## Work to be completed
I'd like an exact copy of every line from the start of the entries below through the line containing "use bitflags::bitflags;", please.

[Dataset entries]

◆ ◆ ◆ ◆ ◆

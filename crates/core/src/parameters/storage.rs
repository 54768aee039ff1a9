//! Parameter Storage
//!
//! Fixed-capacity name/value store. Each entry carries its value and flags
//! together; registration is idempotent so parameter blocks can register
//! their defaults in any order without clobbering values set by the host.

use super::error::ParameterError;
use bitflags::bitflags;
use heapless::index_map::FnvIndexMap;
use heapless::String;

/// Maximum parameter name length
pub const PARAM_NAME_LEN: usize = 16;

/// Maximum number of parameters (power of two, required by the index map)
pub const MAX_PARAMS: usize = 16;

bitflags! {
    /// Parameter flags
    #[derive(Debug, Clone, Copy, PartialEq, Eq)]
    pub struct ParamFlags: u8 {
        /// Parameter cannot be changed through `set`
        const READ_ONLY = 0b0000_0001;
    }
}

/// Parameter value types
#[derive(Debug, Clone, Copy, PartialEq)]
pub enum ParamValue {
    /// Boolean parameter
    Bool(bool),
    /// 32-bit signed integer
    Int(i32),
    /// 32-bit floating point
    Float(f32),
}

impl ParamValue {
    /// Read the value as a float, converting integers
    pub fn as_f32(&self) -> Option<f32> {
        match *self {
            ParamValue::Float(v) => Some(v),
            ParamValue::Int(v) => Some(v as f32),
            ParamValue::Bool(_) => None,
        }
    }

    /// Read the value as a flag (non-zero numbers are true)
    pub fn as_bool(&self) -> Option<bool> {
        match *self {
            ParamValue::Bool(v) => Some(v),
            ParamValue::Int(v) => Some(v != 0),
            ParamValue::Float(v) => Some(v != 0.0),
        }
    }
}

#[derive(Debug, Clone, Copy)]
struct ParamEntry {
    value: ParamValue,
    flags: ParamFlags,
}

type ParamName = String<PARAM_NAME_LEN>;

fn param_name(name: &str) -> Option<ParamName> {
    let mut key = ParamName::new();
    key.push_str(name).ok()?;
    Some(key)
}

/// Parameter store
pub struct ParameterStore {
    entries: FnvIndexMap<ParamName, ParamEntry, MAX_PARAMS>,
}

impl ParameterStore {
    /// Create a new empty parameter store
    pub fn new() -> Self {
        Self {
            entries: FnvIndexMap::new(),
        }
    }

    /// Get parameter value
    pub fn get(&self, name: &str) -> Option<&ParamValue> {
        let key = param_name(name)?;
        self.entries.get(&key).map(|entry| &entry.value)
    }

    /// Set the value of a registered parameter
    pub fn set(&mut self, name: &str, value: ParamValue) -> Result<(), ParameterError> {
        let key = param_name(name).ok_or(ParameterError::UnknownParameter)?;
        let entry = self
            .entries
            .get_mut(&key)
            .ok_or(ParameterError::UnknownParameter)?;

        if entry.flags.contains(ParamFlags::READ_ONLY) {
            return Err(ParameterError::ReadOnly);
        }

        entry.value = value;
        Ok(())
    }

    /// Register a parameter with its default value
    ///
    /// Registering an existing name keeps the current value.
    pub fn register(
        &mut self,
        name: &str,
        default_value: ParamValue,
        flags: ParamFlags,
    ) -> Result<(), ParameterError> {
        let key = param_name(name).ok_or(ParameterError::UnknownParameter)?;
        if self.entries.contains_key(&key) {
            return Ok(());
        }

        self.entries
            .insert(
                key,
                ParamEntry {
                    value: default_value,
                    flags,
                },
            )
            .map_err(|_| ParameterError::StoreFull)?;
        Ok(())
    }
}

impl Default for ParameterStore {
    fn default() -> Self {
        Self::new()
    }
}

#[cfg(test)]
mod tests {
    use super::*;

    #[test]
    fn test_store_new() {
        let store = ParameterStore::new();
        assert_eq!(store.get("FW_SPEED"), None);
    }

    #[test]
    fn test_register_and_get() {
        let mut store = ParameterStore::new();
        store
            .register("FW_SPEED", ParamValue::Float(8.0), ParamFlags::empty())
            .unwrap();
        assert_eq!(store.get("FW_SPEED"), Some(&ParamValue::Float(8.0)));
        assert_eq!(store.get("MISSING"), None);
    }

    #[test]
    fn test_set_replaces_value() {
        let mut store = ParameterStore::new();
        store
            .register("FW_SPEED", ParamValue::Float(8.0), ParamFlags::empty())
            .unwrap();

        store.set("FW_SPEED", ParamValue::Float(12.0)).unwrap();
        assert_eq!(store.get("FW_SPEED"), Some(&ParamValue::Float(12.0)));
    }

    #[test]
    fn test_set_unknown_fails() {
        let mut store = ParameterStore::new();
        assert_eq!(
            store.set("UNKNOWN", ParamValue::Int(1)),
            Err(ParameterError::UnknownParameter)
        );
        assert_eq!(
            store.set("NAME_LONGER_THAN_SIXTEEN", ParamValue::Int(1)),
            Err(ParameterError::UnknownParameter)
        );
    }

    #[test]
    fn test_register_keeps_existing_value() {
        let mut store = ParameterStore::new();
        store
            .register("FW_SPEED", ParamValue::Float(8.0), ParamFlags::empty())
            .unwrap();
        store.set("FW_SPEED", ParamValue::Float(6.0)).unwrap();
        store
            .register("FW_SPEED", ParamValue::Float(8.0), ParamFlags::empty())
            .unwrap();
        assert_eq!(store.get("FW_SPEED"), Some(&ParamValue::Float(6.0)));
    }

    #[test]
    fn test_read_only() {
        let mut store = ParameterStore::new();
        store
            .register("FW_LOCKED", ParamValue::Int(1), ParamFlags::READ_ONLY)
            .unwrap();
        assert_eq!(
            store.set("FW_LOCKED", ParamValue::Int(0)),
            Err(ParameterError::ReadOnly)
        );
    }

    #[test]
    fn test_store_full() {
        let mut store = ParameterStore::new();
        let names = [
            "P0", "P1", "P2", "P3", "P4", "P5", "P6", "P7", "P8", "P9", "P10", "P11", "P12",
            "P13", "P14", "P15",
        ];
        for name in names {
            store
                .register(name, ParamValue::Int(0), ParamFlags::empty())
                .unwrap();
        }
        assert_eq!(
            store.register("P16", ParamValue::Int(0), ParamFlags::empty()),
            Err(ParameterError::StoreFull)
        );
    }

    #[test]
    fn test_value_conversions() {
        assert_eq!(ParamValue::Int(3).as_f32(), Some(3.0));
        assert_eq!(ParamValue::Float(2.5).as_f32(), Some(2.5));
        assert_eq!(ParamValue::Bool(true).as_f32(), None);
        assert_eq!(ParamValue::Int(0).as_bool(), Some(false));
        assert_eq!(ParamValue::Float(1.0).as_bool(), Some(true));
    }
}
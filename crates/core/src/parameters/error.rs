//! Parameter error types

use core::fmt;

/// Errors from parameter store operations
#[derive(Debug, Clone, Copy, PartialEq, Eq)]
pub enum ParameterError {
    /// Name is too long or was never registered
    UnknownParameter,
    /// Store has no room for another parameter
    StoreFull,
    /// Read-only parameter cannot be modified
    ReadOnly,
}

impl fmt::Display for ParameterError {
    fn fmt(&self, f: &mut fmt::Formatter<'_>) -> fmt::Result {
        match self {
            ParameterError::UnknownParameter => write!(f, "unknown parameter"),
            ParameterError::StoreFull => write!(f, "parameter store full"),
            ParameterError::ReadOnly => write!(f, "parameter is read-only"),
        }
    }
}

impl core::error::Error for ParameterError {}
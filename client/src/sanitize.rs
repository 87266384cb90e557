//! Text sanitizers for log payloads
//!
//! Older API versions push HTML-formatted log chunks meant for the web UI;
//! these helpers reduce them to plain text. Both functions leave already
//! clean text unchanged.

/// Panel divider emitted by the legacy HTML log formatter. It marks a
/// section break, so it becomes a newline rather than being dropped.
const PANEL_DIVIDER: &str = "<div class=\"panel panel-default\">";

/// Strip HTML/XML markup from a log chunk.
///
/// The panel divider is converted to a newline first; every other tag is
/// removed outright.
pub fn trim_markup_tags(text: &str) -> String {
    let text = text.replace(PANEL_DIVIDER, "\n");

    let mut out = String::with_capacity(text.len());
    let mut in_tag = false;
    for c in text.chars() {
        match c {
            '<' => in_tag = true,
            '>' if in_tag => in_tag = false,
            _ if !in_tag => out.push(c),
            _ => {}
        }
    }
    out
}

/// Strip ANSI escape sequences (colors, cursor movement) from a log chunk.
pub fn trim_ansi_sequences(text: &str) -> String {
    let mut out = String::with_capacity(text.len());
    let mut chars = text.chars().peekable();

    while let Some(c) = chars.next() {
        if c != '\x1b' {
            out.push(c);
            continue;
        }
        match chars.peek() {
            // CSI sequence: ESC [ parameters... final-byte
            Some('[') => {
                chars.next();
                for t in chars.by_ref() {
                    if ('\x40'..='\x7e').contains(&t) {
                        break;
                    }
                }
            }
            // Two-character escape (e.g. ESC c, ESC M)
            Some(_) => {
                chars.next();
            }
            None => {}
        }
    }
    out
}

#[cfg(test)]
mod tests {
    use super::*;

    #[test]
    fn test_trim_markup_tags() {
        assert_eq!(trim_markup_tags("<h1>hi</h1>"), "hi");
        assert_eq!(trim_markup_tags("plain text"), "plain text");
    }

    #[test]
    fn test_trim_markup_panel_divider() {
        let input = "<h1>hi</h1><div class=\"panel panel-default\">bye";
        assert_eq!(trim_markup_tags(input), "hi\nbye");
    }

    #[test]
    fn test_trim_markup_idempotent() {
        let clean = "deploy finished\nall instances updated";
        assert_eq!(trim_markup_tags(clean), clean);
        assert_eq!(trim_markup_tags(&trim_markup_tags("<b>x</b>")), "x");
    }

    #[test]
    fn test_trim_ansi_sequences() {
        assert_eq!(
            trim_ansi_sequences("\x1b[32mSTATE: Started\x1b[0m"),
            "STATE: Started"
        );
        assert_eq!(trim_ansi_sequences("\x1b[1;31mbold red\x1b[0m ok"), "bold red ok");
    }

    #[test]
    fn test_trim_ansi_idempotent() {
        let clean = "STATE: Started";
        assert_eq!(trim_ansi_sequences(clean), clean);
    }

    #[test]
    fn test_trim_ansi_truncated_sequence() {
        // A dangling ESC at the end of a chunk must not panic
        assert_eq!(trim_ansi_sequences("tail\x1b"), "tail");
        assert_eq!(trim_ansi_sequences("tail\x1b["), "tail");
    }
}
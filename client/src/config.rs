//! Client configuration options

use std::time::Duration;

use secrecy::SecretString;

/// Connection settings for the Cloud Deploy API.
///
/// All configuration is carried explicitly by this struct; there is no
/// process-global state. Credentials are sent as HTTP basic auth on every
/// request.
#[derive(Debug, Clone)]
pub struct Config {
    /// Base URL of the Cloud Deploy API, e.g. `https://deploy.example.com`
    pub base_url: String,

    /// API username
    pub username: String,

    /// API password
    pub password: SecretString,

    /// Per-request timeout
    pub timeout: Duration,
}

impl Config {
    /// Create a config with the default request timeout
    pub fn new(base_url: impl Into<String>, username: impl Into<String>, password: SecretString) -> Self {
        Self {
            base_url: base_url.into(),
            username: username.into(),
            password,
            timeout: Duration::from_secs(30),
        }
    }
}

◆ ◆ ◆ ◆ ◆

## Answer to this task
filename crates/core/src/parameters/storage.rs
repository 54768aee039ff1a9
//! Parameter Storage
//!
//! Fixed-capacity name/value store. Each entry carries its value and flags
//! together; registration is idempotent so parameter blocks can register
//! their defaults in any order without clobbering values set by the host.

use super::error::ParameterError;
use bitflags::bitflags;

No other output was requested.